All these years later, I’m still at it. I do less commercial work these days, spend more time painting and have gallery representation for my work in Victoria BC, Edmonton AB, and Toronto ON. I’ve been exhibiting my work regularly as a professional painter since 1991.”

If the above describes what he does, he goes on to describe how and why he paints:

“I work both en plein air and in the studio. Although oil is my main medium, I enjoy watercolour, gouache, and acrylic as well. I love the abstractness of paint and what a brush stroke or a blob of paint can do. Painting en plein air is a great process. It’s a challenging and satisfying one. Although my work is generally representational, I also enjoy non-representational painting.

Whether painting en plein air or in the studio, the reference I’m painting from is only a starting point. When done, the painting and more specifically the paint is what’s left to look at and consider. I’m no longer looking at a tree, a field, rocks, water or clouds. I’m looking at a paint on a support… a three dimensional object. At the end of the day, I consider the paint itself to be the subject. Therefore, it’s important for the paint to be doing something interesting, to engage the viewer, so they keep coming back for more.”

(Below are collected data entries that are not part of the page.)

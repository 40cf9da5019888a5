//! Reduced script interpreter.

use crypto::dhash256;
use cache::SignatureCache;
use error::Error;
use script::{Instruction, Opcode, Script};
use sign::TransactionSignatureChecker;

/// Verifies that the signature script satisfies the output script being
/// spent. Handles the pay-to-script-hash indirection: when the output
/// script matches the template, the last push of the signature script is
/// executed as the real spending condition.
pub fn verify_script(
	signature_script: &Script,
	script_pubkey: &Script,
	checker: &TransactionSignatureChecker,
	cache: &SignatureCache,
) -> Result<(), Error> {
	let mut stack: Vec<Vec<u8>> = Vec::new();
	eval_script(&mut stack, signature_script, checker, cache)?;
	let stack_copy = stack.clone();

	eval_script(&mut stack, script_pubkey, checker, cache)?;
	if !top_is_truthy(&stack) {
		return Err(Error::EvalFalse);
	}

	if script_pubkey.is_pay_to_script_hash() {
		let mut stack = stack_copy;
		let serialized = stack.pop().ok_or(Error::InvalidStackOperation)?;
		let redeem_script = Script::from(serialized);

		eval_script(&mut stack, &redeem_script, checker, cache)?;
		if !top_is_truthy(&stack) {
			return Err(Error::EvalFalse);
		}
	}

	Ok(())
}

fn eval_script(
	stack: &mut Vec<Vec<u8>>,
	script: &Script,
	checker: &TransactionSignatureChecker,
	cache: &SignatureCache,
) -> Result<(), Error> {
	for instruction in script.instructions()? {
		match instruction {
			Instruction::Push(data) => stack.push(data.to_vec()),
			Instruction::Op(Opcode::OP_0) => stack.push(vec![]),
			Instruction::Op(Opcode::OP_1) => stack.push(vec![1]),
			Instruction::Op(Opcode::OP_DUP) => {
				let top = stack.last().cloned().ok_or(Error::InvalidStackOperation)?;
				stack.push(top);
			},
			Instruction::Op(Opcode::OP_HASH256) => {
				let top = stack.pop().ok_or(Error::InvalidStackOperation)?;
				stack.push(dhash256(&top).take().to_vec());
			},
			Instruction::Op(Opcode::OP_EQUAL) => {
				let equal = pop_equal(stack)?;
				stack.push(if equal { vec![1] } else { vec![] });
			},
			Instruction::Op(Opcode::OP_EQUALVERIFY) => {
				if !pop_equal(stack)? {
					return Err(Error::EqualVerify);
				}
			},
			Instruction::Op(Opcode::OP_CHECKSIG) => {
				let pubkey = stack.pop().ok_or(Error::InvalidStackOperation)?;
				let signature = stack.pop().ok_or(Error::InvalidStackOperation)?;
				// a failed check aborts the script rather than pushing
				// false, so the caller sees the precise failure
				check_signature(checker, cache, &signature, &pubkey, script)?;
				stack.push(vec![1]);
			},
			// push opcodes are expanded by Script::instructions
			Instruction::Op(_) => return Err(Error::BadOpcode),
		}
	}

	Ok(())
}

fn check_signature(
	checker: &TransactionSignatureChecker,
	cache: &SignatureCache,
	signature: &[u8],
	pubkey: &[u8],
	script_code: &Script,
) -> Result<(), Error> {
	let sighash = checker.signer.signature_hash(checker.input_index, script_code, checker.input_amount);
	if cache.contains(&sighash, signature, pubkey) {
		return Ok(());
	}

	checker.check_signature(signature, pubkey, script_code)?;
	cache.insert(&sighash, signature, pubkey);
	Ok(())
}

fn pop_equal(stack: &mut Vec<Vec<u8>>) -> Result<bool, Error> {
	let a = stack.pop().ok_or(Error::InvalidStackOperation)?;
	let b = stack.pop().ok_or(Error::InvalidStackOperation)?;
	Ok(a == b)
}

fn top_is_truthy(stack: &[Vec<u8>]) -> bool {
	match stack.last() {
		Some(top) => top.iter().any(|b| *b != 0),
		None => false,
	}
}

#[cfg(test)]
mod tests {
	use chain::{OutPoint, Transaction, TransactionInput, TransactionOutput};
	use secp256k1::{Message, PublicKey, Secp256k1, SecretKey};
	use cache::SignatureCache;
	use crypto::dhash256;
	use error::Error;
	use script::{Builder, Script};
	use sign::{signature_hash, TransactionInputSigner, TransactionSignatureChecker};
	use super::verify_script;

	fn spending_transaction() -> Transaction {
		Transaction {
			version: 1,
			inputs: vec![TransactionInput {
				previous_outpoint: OutPoint::new(9u8.into(), 0),
				signature_script: Default::default(),
				sequence: 0,
			}],
			outputs: vec![TransactionOutput {
				value: 5,
				script_pubkey: "51".into(),
			}],
			..Default::default()
		}
	}

	fn checker_for(transaction: &Transaction) -> TransactionSignatureChecker {
		TransactionSignatureChecker {
			signer: TransactionInputSigner::from(transaction.clone()),
			input_index: 0,
			input_amount: 10,
		}
	}

	#[test]
	fn test_anyone_can_spend() {
		let transaction = spending_transaction();
		let checker = checker_for(&transaction);
		let cache = SignatureCache::new();

		assert_eq!(
			verify_script(&Script::default(), &Builder::build_true(), &checker, &cache),
			Ok(()),
		);
	}

	#[test]
	fn test_false_output_script_fails() {
		let transaction = spending_transaction();
		let checker = checker_for(&transaction);
		let cache = SignatureCache::new();

		assert_eq!(
			verify_script(&Script::default(), &Script::from(vec![0x00]), &checker, &cache),
			Err(Error::EvalFalse),
		);
	}

	#[test]
	fn test_pay_to_pubkey() {
		let secp = Secp256k1::new();
		let secret = SecretKey::from_slice(&[0x22; 32]).unwrap();
		let pubkey = PublicKey::from_secret_key(&secp, &secret);

		let transaction = spending_transaction();
		let script_pubkey = Builder::build_p2pk(&pubkey.serialize());

		let sighash = signature_hash(&transaction, 0, &script_pubkey, 10);
		let message = Message::from_slice(&*sighash).unwrap();
		let signature = secp.sign(&message, &secret).serialize_compact();

		let signature_script = Builder::default().push_data(&signature).into_script();

		let checker = checker_for(&transaction);
		let cache = SignatureCache::new();
		assert_eq!(verify_script(&signature_script, &script_pubkey, &checker, &cache), Ok(()));
		assert_eq!(cache.len(), 1);

		// a hit serves the second verification
		assert_eq!(verify_script(&signature_script, &script_pubkey, &checker, &cache), Ok(()));

		// a different key does not satisfy the script
		let other_secret = SecretKey::from_slice(&[0x33; 32]).unwrap();
		let other_signature = secp.sign(&message, &other_secret).serialize_compact();
		let bad_script = Builder::default().push_data(&other_signature).into_script();
		assert_eq!(verify_script(&bad_script, &script_pubkey, &checker, &cache), Err(Error::SignatureInvalid));
	}

	#[test]
	fn test_pay_to_script_hash() {
		let transaction = spending_transaction();
		let redeem_script = Builder::build_true();
		let script_hash = dhash256(&redeem_script);
		let script_pubkey = Builder::build_p2sh(&*script_hash);

		let signature_script = Builder::default().push_data(&redeem_script).into_script();

		let checker = checker_for(&transaction);
		let cache = SignatureCache::new();
		assert_eq!(verify_script(&signature_script, &script_pubkey, &checker, &cache), Ok(()));

		// wrong redeem script hash
		let wrong_pubkey = Builder::build_p2sh(&[0x13; 32]);
		assert_eq!(verify_script(&signature_script, &wrong_pubkey, &checker, &cache), Err(Error::EvalFalse));
	}
}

We both enjoy photography, comedy, and at times a fond camaraderie. Photographing together we share stories, grumbles, and sometimes social and political issues and concerns. Ken is remarkably insightful about people, relationships, and life. He can often encapsulate a complex social matter in a very few, poignant words effortsly. I often take an idea from our conversations as a seed for a sermon or a blog. While he has his own “rough edges” he is truly “one who has no guile.” He is genuinely interested in the person with whom he speaks. Slow to anger, though sometimes a bit worked up, he embodies kindness, towards others, and to me, for which I am most grateful.

His professional life has zigged and zagged over the years. He once attended an event designed to attract young artists to post-secondary schools. The line was too long for Emily Carr School of Art and Design in Vancouver. Impatiently, he moved over to the desk of the Art Institute of Chicago. After showing his portfolio to the recruiter he was offered a full scholarship to this famous school. For various reasons he was unable to attend, so just did his own thing, as he always does.

The life of a professional artist is not easy. The arts generally are under-appreciated and insufficiently funded, treated by many as a mere hobby, a pleasurable pastime for those unable or uninterested in other professions or vocations. The arts are still seen as peripheral to the “real” economy of life. Can you imagine a world without the arts? No theatre, no galleries, no music, no poetry, no fiction or well-wrought prose? What a lonely place the world would be.

Ken produces art of great beauty, a creative product which delights and inspires me, and so many others. I encourage readers to browse his site, and if it may be, to  purchase works for your home or office, as gifts, and as additions to your personal collections.

Thanks Ken for your friendship over many years, and for the gift you share so freely.